Briefly, Copia considers just ducking back into the hallway. Sophie’s a mess, and she hates being a mess. Watching her like this feels voyeuristic, feels like listening to her masturbate. It’s the kind of falling apart she’d only do if she thought she was unobserved. He’s never seen her so unguarded. The thought makes him suck in a breath, sharp, at a blinding flash of jealousy. He wants this, wants to see her this vulnerable, to see every tiny private thing. It's an almost physical lust, to see what it looks like when she's broken. He wants her to give it to him willingly, to break like this in his arms. Not alone.
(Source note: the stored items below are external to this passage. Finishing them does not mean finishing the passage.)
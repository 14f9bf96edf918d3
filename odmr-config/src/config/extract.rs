//! Typed field extraction from parsed YAML.
//!
//! A [`Section`] wraps one mapping of the document together with its dotted
//! path and the keys the schema defines for it, so every failure names the
//! exact field. Extraction is fail-fast: the first bad field aborts.

use odmr_config_core::config::value::{
    Number, ParamMap, ParamValue, join_path, key_to_string, number_from_yaml,
};
use serde_yaml::{Mapping, Value};

use crate::error::ConfigError;

/// Largest edit distance at which an unknown key is offered as a
/// correction for a missing one.
pub const MAX_SUGGESTION_DISTANCE: usize = 2;

/// One mapping of the document, addressed by its dotted path.
#[derive(Debug, Clone)]
pub struct Section<'a> {
    map: &'a Mapping,
    path: String,
    fields: &'static [&'static str],
}

impl<'a> Section<'a> {
    /// Wraps the document root.
    ///
    /// # Errors
    ///
    /// Returns [`ConfigError::Parse`] if the document is empty or its root
    /// is not a mapping.
    pub fn root(value: &'a Value, fields: &'static [&'static str]) -> Result<Self, ConfigError> {
        match untag(value) {
            Value::Mapping(map) => Ok(Self {
                map,
                path: String::new(),
                fields,
            }),
            Value::Null => Err(ConfigError::Parse {
                line: None,
                column: None,
                message: "document is empty".to_string(),
            }),
            other => Err(ConfigError::Parse {
                line: None,
                column: None,
                message: format!("document root must be a mapping, found {}", describe(other)),
            }),
        }
    }

    /// Wraps a nested mapping found at `path`.
    ///
    /// # Errors
    ///
    /// Returns [`ConfigError::TypeMismatch`] if `value` is not a mapping.
    pub fn new(
        value: &'a Value,
        path: impl Into<String>,
        fields: &'static [&'static str],
    ) -> Result<Self, ConfigError> {
        let path = path.into();
        match untag(value) {
            Value::Mapping(map) => Ok(Self { map, path, fields }),
            other => Err(ConfigError::type_mismatch(path, "mapping", describe(other))),
        }
    }

    /// Dotted path of this section (empty for the root).
    #[must_use]
    pub fn path(&self) -> &str {
        &self.path
    }

    /// Dotted path of `key` inside this section.
    #[must_use]
    pub fn field_path(&self, key: &str) -> String {
        join_path(&self.path, key)
    }

    /// Returns the value at `key`, if present.
    #[must_use]
    pub fn optional(&self, key: &str) -> Option<&'a Value> {
        self.map.get(key).map(untag)
    }

    /// Returns the value at `key`.
    ///
    /// # Errors
    ///
    /// Returns [`ConfigError::MissingField`], with a spelling suggestion when
    /// an unknown key is close to `key`.
    pub fn require(&self, key: &str) -> Result<&'a Value, ConfigError> {
        self.optional(key).ok_or_else(|| ConfigError::MissingField {
            field: self.field_path(key),
            suggestion: self.suggest(key),
        })
    }

    /// Finds the unknown key closest to `key`, within
    /// [`MAX_SUGGESTION_DISTANCE`].
    fn suggest(&self, key: &str) -> Option<String> {
        self.map
            .keys()
            .filter_map(Value::as_str)
            .filter(|k| !self.fields.contains(k))
            .map(|k| (k, strsim::damerau_levenshtein(key, k)))
            .filter(|(_, dist)| *dist <= MAX_SUGGESTION_DISTANCE)
            .min_by_key(|(_, dist)| *dist)
            .map(|(k, _)| k.to_string())
    }

    /// Reads a string field.
    ///
    /// # Errors
    ///
    /// Missing field or non-string value.
    pub fn string(&self, key: &str) -> Result<String, ConfigError> {
        match self.require(key)? {
            Value::String(s) => Ok(s.clone()),
            other => Err(ConfigError::type_mismatch(
                self.field_path(key),
                "string",
                describe(other),
            )),
        }
    }

    /// Reads a string field that must not be blank.
    ///
    /// # Errors
    ///
    /// Missing field, non-string value, or blank string.
    pub fn non_empty_string(&self, key: &str) -> Result<String, ConfigError> {
        let value = self.string(key)?;
        if value.trim().is_empty() {
            return Err(ConfigError::type_mismatch(
                self.field_path(key),
                "non-empty string",
                "empty string",
            ));
        }
        Ok(value)
    }

    /// Reads an integer field that must be greater than zero.
    ///
    /// # Errors
    ///
    /// Missing field, non-integer value, or a value `<= 0`.
    pub fn positive_int(&self, key: &str) -> Result<u64, ConfigError> {
        positive_int(self.require(key)?, &self.field_path(key))
    }

    /// Reads a non-negative integer field that fits in `u32`.
    ///
    /// # Errors
    ///
    /// Missing field, non-integer value, negative or out-of-range value.
    pub fn index(&self, key: &str) -> Result<u32, ConfigError> {
        non_negative_u32(self.require(key)?, &self.field_path(key))
    }

    /// Reads a boolean field.
    ///
    /// # Errors
    ///
    /// Missing field or non-boolean value.
    pub fn boolean(&self, key: &str) -> Result<bool, ConfigError> {
        match self.require(key)? {
            Value::Bool(b) => Ok(*b),
            other => Err(ConfigError::type_mismatch(
                self.field_path(key),
                "boolean",
                describe(other),
            )),
        }
    }

    /// Reads a finite number field.
    ///
    /// # Errors
    ///
    /// Missing field, non-numeric or non-finite value.
    pub fn number(&self, key: &str) -> Result<Number, ConfigError> {
        finite_number(self.require(key)?, &self.field_path(key))
    }

    /// Reads an optional finite number field; `null` counts as absent.
    ///
    /// # Errors
    ///
    /// Non-numeric or non-finite value.
    pub fn optional_number(&self, key: &str) -> Result<Option<Number>, ConfigError> {
        match self.optional(key) {
            None | Some(Value::Null) => Ok(None),
            Some(value) => finite_number(value, &self.field_path(key)).map(Some),
        }
    }

    /// Opens the nested mapping at `key`.
    ///
    /// # Errors
    ///
    /// Missing field or non-mapping value.
    pub fn section(
        &self,
        key: &str,
        fields: &'static [&'static str],
    ) -> Result<Section<'a>, ConfigError> {
        Section::new(self.require(key)?, self.field_path(key), fields)
    }

    /// Lists the entries of the mapping at `key`; `null` is an empty mapping.
    ///
    /// # Errors
    ///
    /// Missing field, non-mapping value, or non-scalar keys.
    pub fn entries(&self, key: &str) -> Result<Vec<(String, &'a Value)>, ConfigError> {
        entries(self.require(key)?, &self.field_path(key))
    }

    /// Reads the mapping at `key` as an open parameter bag.
    ///
    /// # Errors
    ///
    /// Missing field, non-mapping value, or non-scalar keys.
    pub fn params(&self, key: &str) -> Result<ParamMap, ConfigError> {
        let path = self.field_path(key);
        entries(self.require(key)?, &path)?
            .into_iter()
            .map(|(k, v)| {
                let child = ParamValue::from_yaml(v, &join_path(&path, &k))?;
                Ok((k, child))
            })
            .collect()
    }

    /// Collects every key the schema does not define for this section.
    ///
    /// # Errors
    ///
    /// Non-scalar keys.
    pub fn extra(&self) -> Result<ParamMap, ConfigError> {
        let mut extra = ParamMap::new();
        for (key, value) in self.map {
            let key = key_to_string(key, &self.path)?;
            if self.fields.contains(&key.as_str()) {
                continue;
            }
            let child = ParamValue::from_yaml(value, &self.field_path(&key))?;
            extra.insert(key, child);
        }
        Ok(extra)
    }
}

// ============================================================================
// Value helpers
// ============================================================================

/// Strips a custom YAML tag, keeping the tagged value.
#[must_use]
pub fn untag(value: &Value) -> &Value {
    match value {
        Value::Tagged(tagged) => untag(&tagged.value),
        other => other,
    }
}

/// Describes a value for a `found` diagnostic.
#[must_use]
pub fn describe(value: &Value) -> String {
    const MAX_SHOWN: usize = 40;
    match value {
        Value::Null => "null".to_string(),
        Value::Bool(b) => format!("boolean {b}"),
        Value::Number(n) if n.is_f64() => format!("float {n}"),
        Value::Number(n) => format!("integer {n}"),
        Value::String(s) if s.chars().count() > MAX_SHOWN => {
            let head: String = s.chars().take(MAX_SHOWN).collect();
            format!("string \"{head}...\"")
        }
        Value::String(s) => format!("string {s:?}"),
        Value::Sequence(_) => "sequence".to_string(),
        Value::Mapping(_) => "mapping".to_string(),
        Value::Tagged(tagged) => describe(&tagged.value),
    }
}

/// Lists the entries of a mapping value; `null` is an empty mapping.
///
/// # Errors
///
/// Returns [`ConfigError::TypeMismatch`] for non-mapping values or
/// non-scalar keys.
pub fn entries<'a>(value: &'a Value, path: &str) -> Result<Vec<(String, &'a Value)>, ConfigError> {
    match untag(value) {
        Value::Null => Ok(Vec::new()),
        Value::Mapping(map) => map
            .iter()
            .map(|(k, v)| Ok((key_to_string(k, path)?, untag(v))))
            .collect(),
        other => Err(ConfigError::type_mismatch(path, "mapping", describe(other))),
    }
}

/// Reads an integer greater than zero.
///
/// # Errors
///
/// Returns [`ConfigError::TypeMismatch`] for anything else, including
/// floats with an integral value.
pub fn positive_int(value: &Value, field: &str) -> Result<u64, ConfigError> {
    match untag(value) {
        Value::Number(n) => match n.as_u64() {
            Some(v) if v > 0 => Ok(v),
            _ => Err(ConfigError::type_mismatch(
                field,
                "positive integer",
                describe(value),
            )),
        },
        other => Err(ConfigError::type_mismatch(
            field,
            "positive integer",
            describe(other),
        )),
    }
}

/// Reads a non-negative integer that fits in `u32`.
///
/// # Errors
///
/// Returns [`ConfigError::TypeMismatch`] for anything else.
pub fn non_negative_u32(value: &Value, field: &str) -> Result<u32, ConfigError> {
    let expected = "non-negative integer";
    match untag(value) {
        Value::Number(n) => n
            .as_u64()
            .and_then(|v| u32::try_from(v).ok())
            .ok_or_else(|| ConfigError::type_mismatch(field, expected, describe(value))),
        other => Err(ConfigError::type_mismatch(field, expected, describe(other))),
    }
}

/// Reads a finite number, keeping integers exact.
///
/// # Errors
///
/// Returns [`ConfigError::TypeMismatch`] for non-numbers, `.nan` and `.inf`.
pub fn finite_number(value: &Value, field: &str) -> Result<Number, ConfigError> {
    match untag(value) {
        Value::Number(n) => {
            let number = number_from_yaml(n);
            if number.as_f64().is_finite() {
                Ok(number)
            } else {
                Err(ConfigError::type_mismatch(
                    field,
                    "finite number",
                    describe(value),
                ))
            }
        }
        other => Err(ConfigError::type_mismatch(field, "number", describe(other))),
    }
}

#[cfg(test)]
mod tests {
    use super::*;

    const FIELDS: &[&str] = &["averages", "compress"];

    fn yaml(text: &str) -> Value {
        serde_yaml::from_str(text).unwrap()
    }

    #[test]
    fn test_root_rejects_empty_and_scalar() {
        assert!(matches!(
            Section::root(&Value::Null, FIELDS),
            Err(ConfigError::Parse { .. })
        ));
        assert!(matches!(
            Section::root(&yaml("- 1\n- 2"), FIELDS),
            Err(ConfigError::Parse { .. })
        ));
    }

    #[test]
    fn test_missing_field_with_suggestion() {
        let doc = yaml("averges: 5");
        let root = Section::root(&doc, FIELDS).unwrap();
        match root.require("averages") {
            Err(ConfigError::MissingField { field, suggestion }) => {
                assert_eq!(field, "averages");
                assert_eq!(suggestion.as_deref(), Some("averges"));
            }
            other => panic!("expected MissingField, got {other:?}"),
        }
    }

    #[test]
    fn test_missing_field_no_suggestion_for_distant_keys() {
        let doc = yaml("totally_unrelated: 5");
        let root = Section::root(&doc, FIELDS).unwrap();
        match root.require("averages") {
            Err(ConfigError::MissingField { suggestion, .. }) => assert!(suggestion.is_none()),
            other => panic!("expected MissingField, got {other:?}"),
        }
    }

    #[test]
    fn test_positive_int_rejects_zero_negative_and_float() {
        for (text, found) in [("0", "integer 0"), ("-2", "integer -2"), ("5.0", "float 5.0")] {
            let err = positive_int(&yaml(text), "averages").unwrap_err();
            match err {
                ConfigError::TypeMismatch { field, found: f, .. } => {
                    assert_eq!(field, "averages");
                    assert_eq!(f, found);
                }
                other => panic!("expected TypeMismatch, got {other:?}"),
            }
        }
        assert_eq!(positive_int(&yaml("5"), "averages").unwrap(), 5);
    }

    #[test]
    fn test_positive_int_rejects_quoted_number() {
        let err = positive_int(&yaml("\"5\""), "averages").unwrap_err();
        assert!(err.to_string().contains("string \"5\""));
    }

    #[test]
    fn test_non_negative_u32_bounds() {
        assert_eq!(non_negative_u32(&yaml("0"), "ch").unwrap(), 0);
        assert!(non_negative_u32(&yaml("-1"), "ch").is_err());
        assert!(non_negative_u32(&yaml("4294967296"), "ch").is_err());
    }

    #[test]
    fn test_finite_number_keeps_integers() {
        assert_eq!(finite_number(&yaml("10"), "x").unwrap(), Number::Int(10));
        assert_eq!(finite_number(&yaml("0.5"), "x").unwrap(), Number::Float(0.5));
        assert!(finite_number(&yaml(".nan"), "x").is_err());
        assert!(finite_number(&yaml(".inf"), "x").is_err());
    }

    #[test]
    fn test_entries_null_is_empty() {
        assert!(entries(&Value::Null, "static_devices").unwrap().is_empty());
        assert!(entries(&yaml("[1]"), "static_devices").is_err());
    }

    #[test]
    fn test_extra_collects_unknown_keys() {
        let doc = yaml("averages: 1\nnote: hello\ncompress: true");
        let root = Section::root(&doc, FIELDS).unwrap();
        let extra = root.extra().unwrap();
        assert_eq!(extra.len(), 1);
        assert_eq!(extra["note"].as_str(), Some("hello"));
    }

    #[test]
    fn test_nested_paths() {
        let doc = yaml("data:\n  compress: maybe");
        let root = Section::root(&doc, &["data"]).unwrap();
        let data = root.section("data", FIELDS).unwrap();
        let err = data.boolean("compress").unwrap_err();
        assert_eq!(err.field(), Some("data.compress"));
    }

    #[test]
    fn test_tagged_values_are_unwrapped() {
        let doc = yaml("averages: !custom 5");
        let root = Section::root(&doc, FIELDS).unwrap();
        assert_eq!(root.positive_int("averages").unwrap(), 5);
    }

    #[test]
    fn test_describe_truncates_long_strings() {
        let long = "x".repeat(100);
        let described = describe(&Value::String(long));
        assert!(described.ends_with("...\""));
        assert!(described.len() < 60);
    }
}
She hears it, and her head whips around, hackles up, eyes wide and feral. Like a small predator, something less than apex, cornered. Something with sharp teeth. There's blood on her face. 
“Sophia,” he says, aching. 
Now he can see the color of her eyes, so bloodshot that they’ve gone a shade of seaglass. He reaches for her, keeps his hands where she can see them, moving slow and cautious. “Babylove. You’re bleeding.”
“What? Oh.” She looks at her hands as if they are attached to someone else. Or maybe not: she’d have more compassion for someone else. She turns back towards the sink. “I’ll take care of it.” Shrugging it off. Shrugging him off, and the instant of rage and despair at her rejection is nearly blinding. 
He moves past it, already shucking off his gloves and stuffing them in a pocket. He lays a careful hand on the sweet curve of her waist, and looks over her shoulder. “That looks fairly deep,” he says, soft but not too soft. She’s tense, but she isn’t actively cringing away from him.
“S’fine. I’ll handle it.”
“There’s self-sufficiency and then there’s absurdity. Let me help you. You don’t have to do it alone.” 
The red is still pulsing out of her skin into the running water, a splatter on the shards of glass in the sink. Damn, not the Depression glass. No wonder she’s upset. He knows that isn’t all of it, can’t be all of it. She’s been crying for some time now, he can see that.
“It’s not– Copia, it’s a scratch.” It really isn’t. She’s sliced deep; he sees the flap of skin. She’ll be lucky if she doesn’t need stitches.
“Let me feel useful, hm?” He touches her wrist, where she’s holding it under the stream, water running over his fingertips. “You taught me how to put a bandage on, have a little faith in me. Or at least your teaching abilities.” He’s trying to keep it light, but she hangs her head, silent. He presses his cheek into her hair. “Sophie,” he murmurs. “Not so much to be consoled as to console, yes? It would be a consolation to me, if you would just– let me help you.”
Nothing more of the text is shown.